Give every entry again, word for word and in full.

════════════════════

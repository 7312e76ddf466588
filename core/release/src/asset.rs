//! Platform asset selection.
//!
//! Assets are matched by substring on the lower-cased download URL: the URL
//! must contain the OS token and at least one accepted architecture token.
//! `amd64` also accepts `x86_64`. The first matching asset wins, so a URL that
//! happens to contain several OS names matches each of them.

use crate::error::{ReleaseError, Result};
use crate::feed::ReleaseDescriptor;

/// Returns the architecture tokens accepted for `target_arch`.
#[must_use]
pub fn accepted_arches(target_arch: &str) -> Vec<&str> {
    let mut arches = vec![target_arch];
    if target_arch.eq_ignore_ascii_case("amd64") {
        arches.push("x86_64");
    }
    arches
}

/// Picks the download URL of `release` built for `target_os`/`target_arch`.
///
/// # Errors
///
/// Returns [`ReleaseError::NoMatchingAsset`] if no asset matches.
pub fn select_asset<'a>(
    release: &'a ReleaseDescriptor,
    app: &str,
    target_os: &str,
    target_arch: &str,
) -> Result<&'a str> {
    let arches = accepted_arches(target_arch);

    release
        .assets
        .iter()
        .map(|asset| asset.download_url.as_str())
        .find(|url| {
            let lowered = url.to_lowercase();
            arches.iter().any(|arch| lowered.contains(arch)) && lowered.contains(target_os)
        })
        .ok_or_else(|| ReleaseError::NoMatchingAsset {
            app: app.to_string(),
            os: target_os.to_string(),
            arch: target_arch.to_string(),
        })
}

════════════════════

=== ANSWER SPACE ===
repository 7312e76ddf466588
filename core/release/src/asset.rs
//! Platform asset selection.
//!
//! Assets are matched by substring on the lower-cased download URL: the URL
//! must contain the OS token and at least one accepted architecture token.
//! `amd64` also accepts `x86_64`. The first matching asset wins, so a URL that
//! happens to contain several OS names matches each of them.

use crate::error::{ReleaseError, Result};
use crate::feed::ReleaseDescriptor;

/// Returns the architecture tokens accepted for `target_arch`.
#[must_use]
pub fn accepted_arches(target_arch: &str) -> Vec<&str> {
    let mut arches = vec![target_arch];
    if target_arch.eq_ignore_ascii_case("amd64") {
        arches.push("x86_64");
    }
    arches
}

/// Picks the download URL of `release` built for `target_os`/`target_arch`.
///
/// # Errors
///
/// Returns [`ReleaseError::NoMatchingAsset`] if no asset matches.
pub fn select_asset<'a>(
    release: &'a ReleaseDescriptor,
    app: &str,
    target_os: &str,
    target_arch: &str,
) -> Result<&'a str> {
    let arches = accepted_arches(target_arch);

    release
        .assets
        .iter()
        .map(|asset| asset.download_url.as_str())
        .find(|url| {
            let lowered = url.to_lowercase();
            arches.iter().any(|arch| lowered.contains(arch)) && lowered.contains(target_os)
        })
        .ok_or_else(|| ReleaseError::NoMatchingAsset {
            app: app.to_string(),
            os: target_os.to_string(),
            arch: target_arch.to_string(),
        })
}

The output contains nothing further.